── Given records ──
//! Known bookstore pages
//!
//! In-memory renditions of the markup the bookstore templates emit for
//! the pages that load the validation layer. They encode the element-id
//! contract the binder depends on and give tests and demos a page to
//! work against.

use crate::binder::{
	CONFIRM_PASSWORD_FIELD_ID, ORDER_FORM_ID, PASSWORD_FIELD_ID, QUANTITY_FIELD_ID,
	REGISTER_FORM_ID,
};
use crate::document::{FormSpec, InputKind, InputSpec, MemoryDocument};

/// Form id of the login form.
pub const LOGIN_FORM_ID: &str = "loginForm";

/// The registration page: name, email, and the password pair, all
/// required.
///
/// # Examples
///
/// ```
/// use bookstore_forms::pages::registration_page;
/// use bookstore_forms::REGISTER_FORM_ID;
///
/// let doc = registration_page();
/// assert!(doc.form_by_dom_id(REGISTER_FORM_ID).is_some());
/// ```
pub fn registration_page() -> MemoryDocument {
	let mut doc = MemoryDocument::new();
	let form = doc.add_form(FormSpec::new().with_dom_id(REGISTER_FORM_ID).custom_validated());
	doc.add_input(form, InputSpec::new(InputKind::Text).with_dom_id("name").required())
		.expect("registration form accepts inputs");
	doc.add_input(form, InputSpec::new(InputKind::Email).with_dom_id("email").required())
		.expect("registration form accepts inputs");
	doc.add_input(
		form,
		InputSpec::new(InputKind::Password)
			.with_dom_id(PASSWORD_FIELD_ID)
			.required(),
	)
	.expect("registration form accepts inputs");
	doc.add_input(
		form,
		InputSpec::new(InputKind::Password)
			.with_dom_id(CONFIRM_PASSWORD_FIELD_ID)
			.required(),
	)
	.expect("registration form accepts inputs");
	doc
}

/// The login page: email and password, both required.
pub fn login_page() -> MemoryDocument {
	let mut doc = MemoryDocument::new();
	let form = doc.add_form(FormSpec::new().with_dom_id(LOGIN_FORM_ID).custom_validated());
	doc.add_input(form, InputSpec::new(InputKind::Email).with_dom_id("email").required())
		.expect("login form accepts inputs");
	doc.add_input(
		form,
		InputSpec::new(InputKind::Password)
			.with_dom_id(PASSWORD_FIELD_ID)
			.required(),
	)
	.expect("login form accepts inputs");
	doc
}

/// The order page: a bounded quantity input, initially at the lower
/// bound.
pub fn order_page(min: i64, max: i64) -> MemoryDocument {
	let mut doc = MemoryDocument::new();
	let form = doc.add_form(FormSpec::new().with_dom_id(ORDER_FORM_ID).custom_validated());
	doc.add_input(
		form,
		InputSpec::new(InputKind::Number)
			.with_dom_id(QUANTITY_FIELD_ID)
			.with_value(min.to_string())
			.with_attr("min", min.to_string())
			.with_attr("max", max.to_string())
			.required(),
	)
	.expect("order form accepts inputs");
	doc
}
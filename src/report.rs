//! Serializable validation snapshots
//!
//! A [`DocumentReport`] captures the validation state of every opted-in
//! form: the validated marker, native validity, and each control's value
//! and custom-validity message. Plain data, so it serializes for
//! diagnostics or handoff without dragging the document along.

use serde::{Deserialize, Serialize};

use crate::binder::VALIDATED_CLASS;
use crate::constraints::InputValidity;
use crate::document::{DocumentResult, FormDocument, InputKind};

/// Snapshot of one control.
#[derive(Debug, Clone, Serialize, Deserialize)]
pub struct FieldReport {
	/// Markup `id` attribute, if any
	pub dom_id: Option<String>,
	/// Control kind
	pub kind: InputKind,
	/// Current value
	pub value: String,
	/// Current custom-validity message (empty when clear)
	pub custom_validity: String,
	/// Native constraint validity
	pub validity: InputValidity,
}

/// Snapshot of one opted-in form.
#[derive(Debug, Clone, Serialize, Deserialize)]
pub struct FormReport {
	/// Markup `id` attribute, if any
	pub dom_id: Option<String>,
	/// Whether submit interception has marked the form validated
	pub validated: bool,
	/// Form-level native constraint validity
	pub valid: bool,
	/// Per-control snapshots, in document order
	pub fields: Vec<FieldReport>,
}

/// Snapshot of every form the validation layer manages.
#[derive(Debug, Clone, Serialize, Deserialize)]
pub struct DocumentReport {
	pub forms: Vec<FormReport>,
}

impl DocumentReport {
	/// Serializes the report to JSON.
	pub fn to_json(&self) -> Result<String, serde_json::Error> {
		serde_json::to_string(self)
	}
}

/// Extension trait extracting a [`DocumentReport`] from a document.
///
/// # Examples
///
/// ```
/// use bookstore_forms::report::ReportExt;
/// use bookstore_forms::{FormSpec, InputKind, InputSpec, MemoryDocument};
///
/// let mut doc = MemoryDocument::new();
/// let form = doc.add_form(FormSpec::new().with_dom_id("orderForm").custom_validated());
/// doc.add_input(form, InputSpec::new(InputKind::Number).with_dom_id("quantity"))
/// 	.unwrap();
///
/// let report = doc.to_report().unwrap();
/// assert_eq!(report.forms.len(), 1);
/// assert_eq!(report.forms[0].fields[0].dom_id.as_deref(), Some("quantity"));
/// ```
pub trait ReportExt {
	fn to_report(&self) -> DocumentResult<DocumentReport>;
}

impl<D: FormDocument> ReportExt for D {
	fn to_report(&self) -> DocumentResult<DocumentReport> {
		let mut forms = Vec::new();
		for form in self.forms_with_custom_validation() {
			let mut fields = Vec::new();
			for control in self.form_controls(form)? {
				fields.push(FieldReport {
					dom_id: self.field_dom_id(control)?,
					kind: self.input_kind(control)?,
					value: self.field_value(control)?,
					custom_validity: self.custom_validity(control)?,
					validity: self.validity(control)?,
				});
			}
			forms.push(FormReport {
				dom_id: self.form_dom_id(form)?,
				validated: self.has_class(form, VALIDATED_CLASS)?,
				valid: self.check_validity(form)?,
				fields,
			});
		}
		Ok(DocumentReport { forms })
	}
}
───
── Given records ──
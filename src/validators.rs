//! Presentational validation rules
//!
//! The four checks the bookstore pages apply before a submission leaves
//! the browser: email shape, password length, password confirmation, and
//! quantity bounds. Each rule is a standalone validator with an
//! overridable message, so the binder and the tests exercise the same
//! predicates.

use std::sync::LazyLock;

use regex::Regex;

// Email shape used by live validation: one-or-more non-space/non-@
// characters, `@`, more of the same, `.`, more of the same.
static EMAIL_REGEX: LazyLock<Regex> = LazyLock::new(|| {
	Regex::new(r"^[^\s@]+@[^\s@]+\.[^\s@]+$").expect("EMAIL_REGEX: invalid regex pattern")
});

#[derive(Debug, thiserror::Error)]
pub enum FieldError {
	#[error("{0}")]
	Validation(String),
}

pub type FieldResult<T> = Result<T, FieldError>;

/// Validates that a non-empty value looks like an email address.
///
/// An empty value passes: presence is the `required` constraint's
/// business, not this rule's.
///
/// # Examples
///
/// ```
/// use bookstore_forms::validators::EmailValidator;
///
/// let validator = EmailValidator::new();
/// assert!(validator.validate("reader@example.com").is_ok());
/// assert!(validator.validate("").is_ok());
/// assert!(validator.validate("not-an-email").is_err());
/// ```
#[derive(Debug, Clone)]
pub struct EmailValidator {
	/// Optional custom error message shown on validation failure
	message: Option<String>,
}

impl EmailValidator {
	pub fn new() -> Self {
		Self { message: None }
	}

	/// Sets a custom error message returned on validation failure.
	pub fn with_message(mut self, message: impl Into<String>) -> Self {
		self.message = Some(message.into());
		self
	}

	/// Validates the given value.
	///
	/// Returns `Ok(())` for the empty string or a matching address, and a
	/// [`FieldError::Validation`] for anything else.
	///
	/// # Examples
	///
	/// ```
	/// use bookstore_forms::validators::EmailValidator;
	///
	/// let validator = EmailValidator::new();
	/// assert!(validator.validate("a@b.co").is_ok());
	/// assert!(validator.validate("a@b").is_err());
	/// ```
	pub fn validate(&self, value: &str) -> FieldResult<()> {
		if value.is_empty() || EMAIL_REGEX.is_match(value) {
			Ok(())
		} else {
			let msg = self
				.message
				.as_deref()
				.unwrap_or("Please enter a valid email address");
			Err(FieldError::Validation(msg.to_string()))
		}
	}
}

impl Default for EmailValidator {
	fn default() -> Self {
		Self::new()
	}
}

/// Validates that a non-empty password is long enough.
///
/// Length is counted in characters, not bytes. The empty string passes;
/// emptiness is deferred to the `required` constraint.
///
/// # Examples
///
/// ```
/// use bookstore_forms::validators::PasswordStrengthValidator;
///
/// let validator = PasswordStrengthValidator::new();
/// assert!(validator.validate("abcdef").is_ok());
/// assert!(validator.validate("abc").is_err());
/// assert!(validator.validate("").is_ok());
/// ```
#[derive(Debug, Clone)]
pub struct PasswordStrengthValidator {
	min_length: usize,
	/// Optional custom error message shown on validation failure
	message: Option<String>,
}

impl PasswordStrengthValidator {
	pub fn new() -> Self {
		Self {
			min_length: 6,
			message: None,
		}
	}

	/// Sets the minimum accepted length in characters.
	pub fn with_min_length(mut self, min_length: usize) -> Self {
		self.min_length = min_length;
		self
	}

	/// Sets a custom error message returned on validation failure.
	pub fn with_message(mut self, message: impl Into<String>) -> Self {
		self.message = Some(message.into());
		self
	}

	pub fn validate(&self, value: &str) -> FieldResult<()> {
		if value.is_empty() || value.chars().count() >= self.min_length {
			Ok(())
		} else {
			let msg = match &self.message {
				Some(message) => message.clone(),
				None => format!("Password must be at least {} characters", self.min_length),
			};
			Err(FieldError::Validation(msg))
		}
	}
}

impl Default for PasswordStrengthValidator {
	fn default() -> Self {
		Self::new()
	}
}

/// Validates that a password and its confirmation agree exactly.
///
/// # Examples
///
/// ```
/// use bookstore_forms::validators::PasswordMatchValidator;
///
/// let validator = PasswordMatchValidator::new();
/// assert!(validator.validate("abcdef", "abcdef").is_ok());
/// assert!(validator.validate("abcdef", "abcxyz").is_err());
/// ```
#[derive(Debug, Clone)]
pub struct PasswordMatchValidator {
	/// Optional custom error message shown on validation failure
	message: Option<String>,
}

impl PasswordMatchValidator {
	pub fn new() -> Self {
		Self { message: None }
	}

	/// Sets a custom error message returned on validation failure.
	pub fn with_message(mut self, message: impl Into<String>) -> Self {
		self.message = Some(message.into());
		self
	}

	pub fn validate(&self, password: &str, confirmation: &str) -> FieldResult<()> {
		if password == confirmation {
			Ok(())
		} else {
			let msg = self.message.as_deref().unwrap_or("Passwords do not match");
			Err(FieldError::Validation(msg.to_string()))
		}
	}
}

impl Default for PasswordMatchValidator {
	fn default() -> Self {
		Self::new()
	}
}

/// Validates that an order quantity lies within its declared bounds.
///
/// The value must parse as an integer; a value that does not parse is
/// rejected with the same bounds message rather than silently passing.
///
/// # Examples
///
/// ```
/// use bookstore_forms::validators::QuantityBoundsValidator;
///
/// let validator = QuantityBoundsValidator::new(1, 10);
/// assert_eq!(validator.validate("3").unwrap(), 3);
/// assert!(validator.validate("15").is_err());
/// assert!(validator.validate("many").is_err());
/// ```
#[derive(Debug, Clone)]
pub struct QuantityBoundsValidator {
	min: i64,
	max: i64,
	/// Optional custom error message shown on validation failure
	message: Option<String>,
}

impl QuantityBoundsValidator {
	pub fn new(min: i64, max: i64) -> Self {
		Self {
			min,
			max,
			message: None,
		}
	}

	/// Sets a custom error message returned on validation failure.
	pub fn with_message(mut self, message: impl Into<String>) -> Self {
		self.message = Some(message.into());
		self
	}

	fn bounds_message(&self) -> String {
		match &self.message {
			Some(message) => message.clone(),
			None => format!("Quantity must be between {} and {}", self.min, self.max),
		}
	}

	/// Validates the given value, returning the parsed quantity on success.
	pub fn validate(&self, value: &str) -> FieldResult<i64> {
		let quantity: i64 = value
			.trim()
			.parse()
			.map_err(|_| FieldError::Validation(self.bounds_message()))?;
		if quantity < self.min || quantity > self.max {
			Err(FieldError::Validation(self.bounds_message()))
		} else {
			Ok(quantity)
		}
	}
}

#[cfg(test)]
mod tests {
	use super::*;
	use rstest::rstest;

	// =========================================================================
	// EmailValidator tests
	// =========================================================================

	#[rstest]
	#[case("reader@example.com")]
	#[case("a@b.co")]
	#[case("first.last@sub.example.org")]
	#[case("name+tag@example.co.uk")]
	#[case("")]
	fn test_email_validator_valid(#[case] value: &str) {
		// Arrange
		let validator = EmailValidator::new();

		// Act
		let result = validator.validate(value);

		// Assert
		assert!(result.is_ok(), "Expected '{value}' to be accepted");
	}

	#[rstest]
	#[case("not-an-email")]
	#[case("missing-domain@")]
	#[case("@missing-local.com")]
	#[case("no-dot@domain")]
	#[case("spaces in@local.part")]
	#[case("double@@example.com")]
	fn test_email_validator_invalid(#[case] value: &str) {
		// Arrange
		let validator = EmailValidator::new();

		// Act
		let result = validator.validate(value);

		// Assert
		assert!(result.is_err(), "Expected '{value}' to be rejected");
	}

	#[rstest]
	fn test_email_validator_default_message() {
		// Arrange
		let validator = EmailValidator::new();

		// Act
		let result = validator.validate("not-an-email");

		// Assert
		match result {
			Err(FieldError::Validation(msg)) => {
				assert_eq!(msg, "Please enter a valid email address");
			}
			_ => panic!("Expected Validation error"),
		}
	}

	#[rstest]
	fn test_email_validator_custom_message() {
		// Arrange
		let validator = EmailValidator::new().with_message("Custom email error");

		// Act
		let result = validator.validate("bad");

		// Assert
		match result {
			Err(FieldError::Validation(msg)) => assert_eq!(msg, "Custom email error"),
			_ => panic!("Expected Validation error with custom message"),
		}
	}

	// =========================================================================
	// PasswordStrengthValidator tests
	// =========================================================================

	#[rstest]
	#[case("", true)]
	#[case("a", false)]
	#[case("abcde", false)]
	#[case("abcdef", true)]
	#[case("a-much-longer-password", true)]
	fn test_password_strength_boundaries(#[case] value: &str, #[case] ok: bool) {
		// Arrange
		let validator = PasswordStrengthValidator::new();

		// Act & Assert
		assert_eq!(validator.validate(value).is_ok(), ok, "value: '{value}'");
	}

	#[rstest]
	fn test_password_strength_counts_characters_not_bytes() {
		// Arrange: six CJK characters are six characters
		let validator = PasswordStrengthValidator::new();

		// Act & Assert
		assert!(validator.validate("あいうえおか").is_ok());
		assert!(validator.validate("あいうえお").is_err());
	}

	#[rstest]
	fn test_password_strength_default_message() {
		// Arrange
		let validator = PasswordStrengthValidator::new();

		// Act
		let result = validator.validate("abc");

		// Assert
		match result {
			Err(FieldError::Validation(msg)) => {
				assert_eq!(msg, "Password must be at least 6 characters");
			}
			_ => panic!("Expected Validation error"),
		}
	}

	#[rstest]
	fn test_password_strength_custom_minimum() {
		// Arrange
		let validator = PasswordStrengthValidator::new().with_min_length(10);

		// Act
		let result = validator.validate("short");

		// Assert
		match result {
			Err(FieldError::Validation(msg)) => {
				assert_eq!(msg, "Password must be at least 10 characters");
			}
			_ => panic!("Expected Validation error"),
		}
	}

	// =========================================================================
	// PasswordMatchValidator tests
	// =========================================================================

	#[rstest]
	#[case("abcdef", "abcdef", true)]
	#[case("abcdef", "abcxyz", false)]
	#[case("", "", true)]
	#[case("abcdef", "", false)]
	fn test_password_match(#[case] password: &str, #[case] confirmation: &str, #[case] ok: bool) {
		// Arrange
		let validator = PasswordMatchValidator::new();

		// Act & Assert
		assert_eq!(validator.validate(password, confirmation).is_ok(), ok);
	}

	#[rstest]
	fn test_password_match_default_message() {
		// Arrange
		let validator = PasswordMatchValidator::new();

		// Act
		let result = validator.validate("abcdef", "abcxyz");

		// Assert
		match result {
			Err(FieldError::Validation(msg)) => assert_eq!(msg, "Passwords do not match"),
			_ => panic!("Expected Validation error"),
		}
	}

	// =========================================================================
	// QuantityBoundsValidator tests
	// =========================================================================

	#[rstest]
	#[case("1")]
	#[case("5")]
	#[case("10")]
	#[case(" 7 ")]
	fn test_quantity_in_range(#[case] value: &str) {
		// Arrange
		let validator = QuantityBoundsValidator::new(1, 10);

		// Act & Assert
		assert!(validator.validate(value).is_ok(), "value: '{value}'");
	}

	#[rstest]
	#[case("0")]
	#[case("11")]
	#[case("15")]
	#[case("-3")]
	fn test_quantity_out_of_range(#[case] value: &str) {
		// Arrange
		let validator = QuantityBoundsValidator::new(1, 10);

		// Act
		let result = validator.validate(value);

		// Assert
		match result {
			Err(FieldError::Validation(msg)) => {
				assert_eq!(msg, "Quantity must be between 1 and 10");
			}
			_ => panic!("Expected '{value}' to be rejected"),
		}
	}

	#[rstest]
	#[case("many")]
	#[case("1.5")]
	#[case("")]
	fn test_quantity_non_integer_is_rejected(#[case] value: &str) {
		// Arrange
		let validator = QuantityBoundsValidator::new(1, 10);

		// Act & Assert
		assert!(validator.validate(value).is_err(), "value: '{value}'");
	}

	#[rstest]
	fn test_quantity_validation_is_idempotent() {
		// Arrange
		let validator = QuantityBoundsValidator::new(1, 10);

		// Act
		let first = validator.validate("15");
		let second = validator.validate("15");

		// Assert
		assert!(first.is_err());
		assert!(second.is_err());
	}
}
───
── Given records ──
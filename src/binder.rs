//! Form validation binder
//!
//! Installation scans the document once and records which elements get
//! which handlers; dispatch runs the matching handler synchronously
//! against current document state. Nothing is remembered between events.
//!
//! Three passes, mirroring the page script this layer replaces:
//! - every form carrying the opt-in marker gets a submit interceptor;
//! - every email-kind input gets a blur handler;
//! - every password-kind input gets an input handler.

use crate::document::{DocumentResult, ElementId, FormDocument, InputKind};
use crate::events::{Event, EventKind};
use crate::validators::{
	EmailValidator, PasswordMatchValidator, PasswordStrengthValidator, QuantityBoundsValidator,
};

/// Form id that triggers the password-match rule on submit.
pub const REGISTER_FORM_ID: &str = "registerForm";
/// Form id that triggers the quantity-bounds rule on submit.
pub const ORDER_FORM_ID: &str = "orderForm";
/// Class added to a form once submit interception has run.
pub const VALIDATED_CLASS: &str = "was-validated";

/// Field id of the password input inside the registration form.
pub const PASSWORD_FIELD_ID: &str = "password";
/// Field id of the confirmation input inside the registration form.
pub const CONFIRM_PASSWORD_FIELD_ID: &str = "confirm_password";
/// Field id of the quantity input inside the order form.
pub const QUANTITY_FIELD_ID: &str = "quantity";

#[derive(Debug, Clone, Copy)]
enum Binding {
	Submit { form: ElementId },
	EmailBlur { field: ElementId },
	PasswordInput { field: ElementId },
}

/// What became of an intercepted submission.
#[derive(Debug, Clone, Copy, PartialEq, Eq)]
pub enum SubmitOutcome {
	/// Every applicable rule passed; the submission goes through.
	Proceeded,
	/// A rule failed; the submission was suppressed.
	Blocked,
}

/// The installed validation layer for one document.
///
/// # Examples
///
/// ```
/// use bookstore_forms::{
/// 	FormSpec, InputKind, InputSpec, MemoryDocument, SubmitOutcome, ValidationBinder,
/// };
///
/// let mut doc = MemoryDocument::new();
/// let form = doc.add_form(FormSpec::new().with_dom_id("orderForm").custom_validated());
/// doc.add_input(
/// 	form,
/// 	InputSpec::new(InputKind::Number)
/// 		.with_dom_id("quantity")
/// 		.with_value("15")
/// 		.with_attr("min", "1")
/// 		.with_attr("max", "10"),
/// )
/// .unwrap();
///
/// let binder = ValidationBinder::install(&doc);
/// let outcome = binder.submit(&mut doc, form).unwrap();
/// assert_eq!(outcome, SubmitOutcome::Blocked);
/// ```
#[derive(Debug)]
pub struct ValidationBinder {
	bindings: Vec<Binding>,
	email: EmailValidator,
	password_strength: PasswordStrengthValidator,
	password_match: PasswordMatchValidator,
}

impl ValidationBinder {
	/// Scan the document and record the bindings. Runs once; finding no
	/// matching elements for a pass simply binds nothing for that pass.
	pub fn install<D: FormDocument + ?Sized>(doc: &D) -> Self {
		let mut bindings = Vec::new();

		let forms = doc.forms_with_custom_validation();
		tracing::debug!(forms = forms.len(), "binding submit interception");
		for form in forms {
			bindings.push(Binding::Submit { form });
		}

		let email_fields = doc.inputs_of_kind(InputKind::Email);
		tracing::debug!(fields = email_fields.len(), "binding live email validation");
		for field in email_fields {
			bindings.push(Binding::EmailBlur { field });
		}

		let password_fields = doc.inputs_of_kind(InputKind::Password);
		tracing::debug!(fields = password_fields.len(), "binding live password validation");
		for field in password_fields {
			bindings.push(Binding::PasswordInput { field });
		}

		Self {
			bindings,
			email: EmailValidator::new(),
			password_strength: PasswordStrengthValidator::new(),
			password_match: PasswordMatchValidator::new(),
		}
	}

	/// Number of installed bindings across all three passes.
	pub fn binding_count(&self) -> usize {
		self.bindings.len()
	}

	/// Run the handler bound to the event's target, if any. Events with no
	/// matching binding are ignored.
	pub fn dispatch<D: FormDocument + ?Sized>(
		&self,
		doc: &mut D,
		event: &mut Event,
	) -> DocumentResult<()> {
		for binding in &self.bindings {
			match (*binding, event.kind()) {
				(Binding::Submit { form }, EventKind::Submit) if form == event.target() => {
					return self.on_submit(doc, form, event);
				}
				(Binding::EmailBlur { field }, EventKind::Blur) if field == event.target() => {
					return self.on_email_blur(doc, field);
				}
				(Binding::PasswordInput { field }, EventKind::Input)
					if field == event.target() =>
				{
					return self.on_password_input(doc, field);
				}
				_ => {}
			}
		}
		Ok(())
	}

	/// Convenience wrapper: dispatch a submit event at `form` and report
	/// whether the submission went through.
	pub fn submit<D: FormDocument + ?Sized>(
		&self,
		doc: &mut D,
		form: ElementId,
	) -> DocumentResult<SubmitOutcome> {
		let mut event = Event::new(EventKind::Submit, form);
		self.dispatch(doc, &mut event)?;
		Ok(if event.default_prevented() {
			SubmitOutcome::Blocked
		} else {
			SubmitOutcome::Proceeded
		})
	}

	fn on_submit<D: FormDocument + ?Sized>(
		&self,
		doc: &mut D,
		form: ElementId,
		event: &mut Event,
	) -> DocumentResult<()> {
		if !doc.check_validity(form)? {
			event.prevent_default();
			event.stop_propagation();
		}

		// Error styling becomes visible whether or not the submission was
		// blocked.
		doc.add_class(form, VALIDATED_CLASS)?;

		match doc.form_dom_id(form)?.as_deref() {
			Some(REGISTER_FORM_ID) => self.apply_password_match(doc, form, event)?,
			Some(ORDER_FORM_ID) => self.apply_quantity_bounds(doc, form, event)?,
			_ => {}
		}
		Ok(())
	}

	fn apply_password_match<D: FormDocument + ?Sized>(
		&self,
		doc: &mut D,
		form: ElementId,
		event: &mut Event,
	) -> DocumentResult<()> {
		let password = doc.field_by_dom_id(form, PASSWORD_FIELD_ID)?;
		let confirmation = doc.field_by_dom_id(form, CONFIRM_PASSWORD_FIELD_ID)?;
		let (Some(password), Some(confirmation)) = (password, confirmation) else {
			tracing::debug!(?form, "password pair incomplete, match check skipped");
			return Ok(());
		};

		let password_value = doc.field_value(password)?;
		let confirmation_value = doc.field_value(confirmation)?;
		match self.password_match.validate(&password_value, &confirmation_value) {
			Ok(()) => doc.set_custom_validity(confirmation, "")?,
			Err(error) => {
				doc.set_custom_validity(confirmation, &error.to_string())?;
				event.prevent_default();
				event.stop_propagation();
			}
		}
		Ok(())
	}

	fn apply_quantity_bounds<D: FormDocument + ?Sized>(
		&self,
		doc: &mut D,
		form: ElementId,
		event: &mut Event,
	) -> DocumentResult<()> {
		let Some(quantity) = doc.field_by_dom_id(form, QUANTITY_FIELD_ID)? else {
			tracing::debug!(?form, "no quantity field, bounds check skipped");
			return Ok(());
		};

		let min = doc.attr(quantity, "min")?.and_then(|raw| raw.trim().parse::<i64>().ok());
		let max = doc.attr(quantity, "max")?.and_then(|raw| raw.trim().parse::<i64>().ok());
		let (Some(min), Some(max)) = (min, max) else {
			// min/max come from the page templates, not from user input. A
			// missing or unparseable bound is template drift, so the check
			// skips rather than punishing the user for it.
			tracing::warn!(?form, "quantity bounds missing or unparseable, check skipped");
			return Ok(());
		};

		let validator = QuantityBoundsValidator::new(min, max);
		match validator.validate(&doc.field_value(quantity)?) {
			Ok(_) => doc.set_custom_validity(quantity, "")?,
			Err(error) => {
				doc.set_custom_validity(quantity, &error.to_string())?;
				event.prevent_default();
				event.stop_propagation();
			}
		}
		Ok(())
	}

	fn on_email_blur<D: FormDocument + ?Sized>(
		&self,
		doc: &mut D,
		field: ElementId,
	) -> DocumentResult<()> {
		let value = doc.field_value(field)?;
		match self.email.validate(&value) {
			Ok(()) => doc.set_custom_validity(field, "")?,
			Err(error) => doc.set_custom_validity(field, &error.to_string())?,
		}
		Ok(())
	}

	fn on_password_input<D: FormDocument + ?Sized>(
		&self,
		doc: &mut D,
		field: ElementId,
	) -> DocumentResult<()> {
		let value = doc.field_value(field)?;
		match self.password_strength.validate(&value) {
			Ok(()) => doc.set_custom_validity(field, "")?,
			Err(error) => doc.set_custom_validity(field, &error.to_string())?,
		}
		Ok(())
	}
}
───
* _Problem to work on_
The answer consists of every line above in which the word "first" occurs.

* _Response to the exercise_
	#[case("first.last@sub.example.org")]
		let first = validator.validate("15");
		assert!(first.is_err());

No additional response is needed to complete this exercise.